Evolutionary Algorithms Computes The Best Blackjack Strategy

January 15, 2013

blackjack_banner

Don’t want to learn about evolutionary algorithms the usual way, by generating sentences from random letters, or randomly placing pixels to generate the Mona Lisa? Then make your own evolutionary algorithm! With blackjack!

[Brian] has been playing around with evolutionary algorithms, and wanted a task that’s well suited for optimization. He chose blackjack, because of the limited number of hands that can be dealt to the player (32) and low number of hands the dealer can have (10).

Even with the low number of initial conditions for the player and the dealer, there are still 4.562 x 10^192 possible combinations of hands, so brute forcing a blackjack strategy would require the computational power of the entire planet.
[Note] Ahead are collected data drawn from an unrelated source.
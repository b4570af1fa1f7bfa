// src/pipeline/hooks.rs

//! Registration of `before` / `on` / `after` handlers.

use crate::core::context::Handler;
use crate::core::context_data::ContextData;
use crate::core::control::PipelineControl;
use crate::error::FlowError;
use crate::pipeline::definition::Pipeline;
use std::collections::HashMap;
use std::future::Future;

#[derive(Clone, Copy)]
enum Phase {
  Before,
  On,
  After,
}

impl<TData, Err> Pipeline<TData, Err>
where
  TData: 'static + Send + Sync,
  Err: std::error::Error + From<FlowError> + Send + Sync + 'static,
{
  fn phase_map(&mut self, phase: Phase) -> &mut HashMap<String, Vec<Handler<TData, Err>>> {
    match phase {
      Phase::Before => &mut self.before,
      Phase::On => &mut self.on,
      Phase::After => &mut self.after,
    }
  }

  fn push_handler<F, UserErr>(
    &mut self,
    phase: Phase,
    step_name: &str,
    handler_fn: impl Fn(ContextData<TData>) -> F + Send + Sync + 'static,
  ) where
    F: Future<Output = Result<PipelineControl, UserErr>> + Send + 'static,
    UserErr: Into<Err> + Send + Sync + 'static,
  {
    self.ensure_step_exists(step_name);
    let handler: Handler<TData, Err> = Box::new(move |ctx_data| {
      let fut = handler_fn(ctx_data);
      Box::pin(async move { fut.await.map_err(Into::into) })
    });
    self
      .phase_map(phase)
      .entry(step_name.to_string())
      .or_default()
      .push(handler);
  }

  /// Runs ahead of the step's `on` handlers; typically guards or reads.
  pub fn before_root<F, UserErr>(
    &mut self,
    step_name: &str,
    handler_fn: impl Fn(ContextData<TData>) -> F + Send + Sync + 'static,
  ) where
    F: Future<Output = Result<PipelineControl, UserErr>> + Send + 'static,
    UserErr: Into<Err> + Send + Sync + 'static,
  {
    self.push_handler(Phase::Before, step_name, handler_fn);
  }

  /// The step's main work.
  pub fn on_root<F, UserErr>(
    &mut self,
    step_name: &str,
    handler_fn: impl Fn(ContextData<TData>) -> F + Send + Sync + 'static,
  ) where
    F: Future<Output = Result<PipelineControl, UserErr>> + Send + 'static,
    UserErr: Into<Err> + Send + Sync + 'static,
  {
    self.push_handler(Phase::On, step_name, handler_fn);
  }

  pub fn after_root<F, UserErr>(
    &mut self,
    step_name: &str,
    handler_fn: impl Fn(ContextData<TData>) -> F + Send + Sync + 'static,
  ) where
    F: Future<Output = Result<PipelineControl, UserErr>> + Send + 'static,
    UserErr: Into<Err> + Send + Sync + 'static,
  {
    self.push_handler(Phase::After, step_name, handler_fn);
  }
}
An easier way to compute a good strategy is an evolutionary algorithm, implemented by [Brian] with the Watchmaker Java library.

For each generation in [Brian]’s program, a 32×10 grid was generated, one cell each for possible player’s hands against the dealer’s hand. In each cell, the computer put a ‘hit’, ‘stay’, or ‘double down’, and played thousands of hands with that strategy. The best strategies were bred and eventually [Brian] ended up with a good blackjack strategy.

The resulting best strategy is pretty good – using his strategy, he can walk out of an Atlantic City casino with 96% of the money he arrived with.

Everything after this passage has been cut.